Aquarium - Unterwasserwelt

Wasserwechsel beeinflusst die Kommunikation

Fische nutzen chemische Stoffe in verschiedenen Situationen, um Informationen zu erhalten, auszutauschen oder auszusenden. Diese Stoffe werden direkt in Wasser abgegeben. Wenn nun im Aquarium ein Wasserwechsel gemacht wird, hat dies einen Einfluss auf die soziale Organisation bei Skalaren (Gauy et al 2017).

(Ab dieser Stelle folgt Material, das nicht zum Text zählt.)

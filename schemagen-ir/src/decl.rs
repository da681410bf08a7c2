//! Parsed declarations.
//!
//! One record per declaration kind the parser can hand over. Comments are
//! stored as raw strings (empty when the declaration had none); trimming
//! and precedence against annotations happen in the description resolver,
//! not here.

use serde::{Deserialize, Serialize};

use crate::annotation::Annotation;

/// Read-only access to the description sources of a declaration.
///
/// Every declaration kind exposes its raw comment and annotation sequence
/// through this trait, so description resolution is written once instead
/// of per kind.
pub trait Describable {
    /// The raw source comment, empty when absent.
    fn comment(&self) -> &str;
    /// Annotations in source order.
    fn annotations(&self) -> &[Annotation];
}

macro_rules! describable {
    ($ty:ty) => {
        impl Describable for $ty {
            fn comment(&self) -> &str {
                &self.comment
            }

            fn annotations(&self) -> &[Annotation] {
                &self.annotations
            }
        }
    };
}

/// A parsed struct declaration.
#[derive(Debug, Clone, Default, PartialEq, Serialize, Deserialize)]
pub struct StructDecl {
    pub ident: String,
    #[serde(default)]
    pub comment: String,
    #[serde(default)]
    pub annotations: Vec<Annotation>,
    #[serde(default)]
    pub fields: Vec<FieldDecl>,
}

/// A parsed struct field.
#[derive(Debug, Clone, Default, PartialEq, Serialize, Deserialize)]
pub struct FieldDecl {
    pub ident: String,
    /// Raw type expression as written in source (e.g. `*User`, `[]string`,
    /// `map[string]int`). Classification is the type resolver's job.
    pub ty: String,
    #[serde(default)]
    pub comment: String,
    #[serde(default)]
    pub annotations: Vec<Annotation>,
    /// Raw tag blob, backticks included, when the field carried one.
    #[serde(default)]
    pub raw_tag: Option<String>,
    #[serde(default)]
    pub is_embedded: bool,
}

/// A parsed enum declaration with its members.
#[derive(Debug, Clone, Default, PartialEq, Serialize, Deserialize)]
pub struct EnumDecl {
    pub ident: String,
    #[serde(default)]
    pub comment: String,
    #[serde(default)]
    pub annotations: Vec<Annotation>,
    #[serde(default)]
    pub values: Vec<EnumValueDecl>,
}

/// A parsed enum member.
#[derive(Debug, Clone, Default, PartialEq, Serialize, Deserialize)]
pub struct EnumValueDecl {
    pub ident: String,
    /// Explicit source literal, when the member has one.
    #[serde(default)]
    pub value: Option<String>,
    /// True for ordinal-style members whose value is derived from their
    /// position rather than an explicit literal.
    #[serde(default)]
    pub is_iota: bool,
    #[serde(default)]
    pub comment: String,
    #[serde(default)]
    pub annotations: Vec<Annotation>,
}

/// A parsed interface declaration.
#[derive(Debug, Clone, Default, PartialEq, Serialize, Deserialize)]
pub struct InterfaceDecl {
    pub ident: String,
    #[serde(default)]
    pub comment: String,
    #[serde(default)]
    pub annotations: Vec<Annotation>,
}

describable!(StructDecl);
describable!(FieldDecl);
describable!(EnumDecl);
describable!(EnumValueDecl);
describable!(InterfaceDecl);
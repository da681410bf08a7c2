//! Identifier case conversion.
//!
//! The conversions here are acronym-aware: `URLValue` becomes `url_value`
//! in snake case and `urlValue` in camel case, not `u_r_l_value` or
//! `uRLValue`. Word-boundary detection works on ASCII letters only, since
//! source identifiers feeding the generator are ASCII.

use serde::{Deserialize, Deserializer};

/// Target lexical convention for an identifier.
///
/// Parsing a style name is total: unrecognized strings fall back to
/// [`CaseStyle::Camel`], so a bad configuration value degrades to the
/// default instead of failing the run.
#[derive(Debug, Clone, Copy, PartialEq, Eq, Hash)]
pub enum CaseStyle {
    /// Leave the identifier untouched.
    None,
    /// Alias for [`CaseStyle::None`].
    Original,
    /// Uppercase every character.
    Upper,
    /// Lowercase every character.
    Lower,
    /// `fooBar` -> `foo_bar`, `URLValue` -> `url_value`
    Snake,
    /// Snake case, uppercased: `fooBar` -> `FOO_BAR`
    ScreamingSnake,
    /// Snake case with dashes: `fooBar` -> `foo-bar`
    Kebab,
    /// Source identifiers are already PascalCase, so this is the identity.
    Pascal,
    /// `UserName` -> `userName`, `HTTPServer` -> `httpServer`
    Camel,
}

impl CaseStyle {
    /// Parse a style name (used in configuration files).
    ///
    /// Unrecognized names resolve to [`CaseStyle::Camel`].
    pub fn parse(s: &str) -> Self {
        match s {
            "none" => CaseStyle::None,
            "original" => CaseStyle::Original,
            "upper" => CaseStyle::Upper,
            "lower" => CaseStyle::Lower,
            "snake" => CaseStyle::Snake,
            "screaming_snake" => CaseStyle::ScreamingSnake,
            "kebab" => CaseStyle::Kebab,
            "pascal" => CaseStyle::Pascal,
            _ => CaseStyle::Camel,
        }
    }

    /// Get the configuration-file name of this style.
    pub fn as_str(&self) -> &'static str {
        match self {
            CaseStyle::None => "none",
            CaseStyle::Original => "original",
            CaseStyle::Upper => "upper",
            CaseStyle::Lower => "lower",
            CaseStyle::Snake => "snake",
            CaseStyle::ScreamingSnake => "screaming_snake",
            CaseStyle::Kebab => "kebab",
            CaseStyle::Pascal => "pascal",
            CaseStyle::Camel => "camel",
        }
    }

    /// Apply this style to an identifier.
    ///
    /// Total over any input; the empty string is returned unchanged.
    pub fn apply(&self, name: &str) -> String {
        match self {
            CaseStyle::None | CaseStyle::Original | CaseStyle::Pascal => name.to_string(),
            CaseStyle::Upper => name.to_uppercase(),
            CaseStyle::Lower => name.to_lowercase(),
            CaseStyle::Snake => to_snake_case(name),
            CaseStyle::ScreamingSnake => to_screaming_snake_case(name),
            CaseStyle::Kebab => to_kebab_case(name),
            CaseStyle::Camel => to_camel_case(name),
        }
    }
}

impl<'de> Deserialize<'de> for CaseStyle {
    fn deserialize<D>(deserializer: D) -> Result<Self, D::Error>
    where
        D: Deserializer<'de>,
    {
        let s = String::deserialize(deserializer)?;
        Ok(CaseStyle::parse(&s))
    }
}

/// Convert an identifier to snake_case (e.g., "fooBar" -> "foo_bar").
///
/// An underscore is inserted before an uppercase character that either
/// follows a lowercase character, or follows an uppercase character while
/// preceding a lowercase one. The second rule places the boundary at the
/// tail of an acronym run: "URLValue" -> "url_value".
pub fn to_snake_case(s: &str) -> String {
    if s.is_empty() {
        return String::new();
    }
    let chars: Vec<char> = s.chars().collect();
    let mut out = String::with_capacity(s.len() + 4);
    for (i, &c) in chars.iter().enumerate() {
        if i > 0 && c.is_ascii_uppercase() {
            let prev = chars[i - 1];
            let next_lower = chars.get(i + 1).is_some_and(|n| n.is_ascii_lowercase());
            if prev.is_ascii_lowercase() || (prev.is_ascii_uppercase() && next_lower) {
                out.push('_');
            }
        }
        out.push(c);
    }
    out.to_lowercase()
}

/// Convert an identifier to SCREAMING_SNAKE_CASE (e.g., "fooBar" -> "FOO_BAR").
pub fn to_screaming_snake_case(s: &str) -> String {
    to_snake_case(s).to_uppercase()
}

/// Convert an identifier to kebab-case (e.g., "fooBar" -> "foo-bar").
pub fn to_kebab_case(s: &str) -> String {
    to_snake_case(s).replace('_', "-")
}

/// Convert an identifier to lowerCamelCase while preserving interior
/// acronym casing (e.g., "UserName" -> "userName", "URLValue" -> "urlValue",
/// "ID" -> "id").
pub fn to_camel_case(s: &str) -> String {
    if s.is_empty() {
        return String::new();
    }
    // A name with no lowercase letters is a bare acronym.
    if !s.chars().any(|c| c.is_ascii_lowercase()) {
        return s.to_lowercase();
    }
    let chars: Vec<char> = s.chars().collect();
    if chars.len() > 1 && chars[0].is_ascii_uppercase() && chars[1].is_ascii_uppercase() {
        // Leading acronym run: find where it ends. Walking from index 1,
        // an uppercase character followed by a lowercase letter starts the
        // next word; reaching a non-uppercase character puts the boundary
        // at the previous index.
        let mut boundary = None;
        for i in 1..chars.len() {
            if chars[i].is_ascii_uppercase() {
                if chars.get(i + 1).is_some_and(|n| n.is_ascii_lowercase()) {
                    boundary = Some(i);
                    break;
                }
            } else {
                boundary = Some(i - 1);
                break;
            }
        }
        match boundary {
            Some(b) => {
                let head: String = chars[..b].iter().collect();
                let tail: String = chars[b..].iter().collect();
                head.to_lowercase() + &tail
            }
            None => lower_first(&chars),
        }
    } else {
        lower_first(&chars)
    }
}

fn lower_first(chars: &[char]) -> String {
    let mut out: String = chars[0].to_lowercase().collect();
    out.extend(&chars[1..]);
    out
}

Regelmässiges Wasserwechseln gehört zum ABC der Aquaristik. Weil Fische in sehr engem Kontakt mit dem Wasser stehen, ist es sehr wichtig für das Wohlbefinden und die Gesundheit der Fische, eine gute Wasserqualität zu erhalten. Das Futter und die Ausscheidungen der Fische gelangen direkt ins Wasser. Werden diese Stoffe durch das regelmässige Wechseln des Wassers nicht entfernt, sammeln sie sich stetig an. Verunreinigtes Wasser ist eine häufige Ursache dafür, dass Fische krank werden oder gar sterben.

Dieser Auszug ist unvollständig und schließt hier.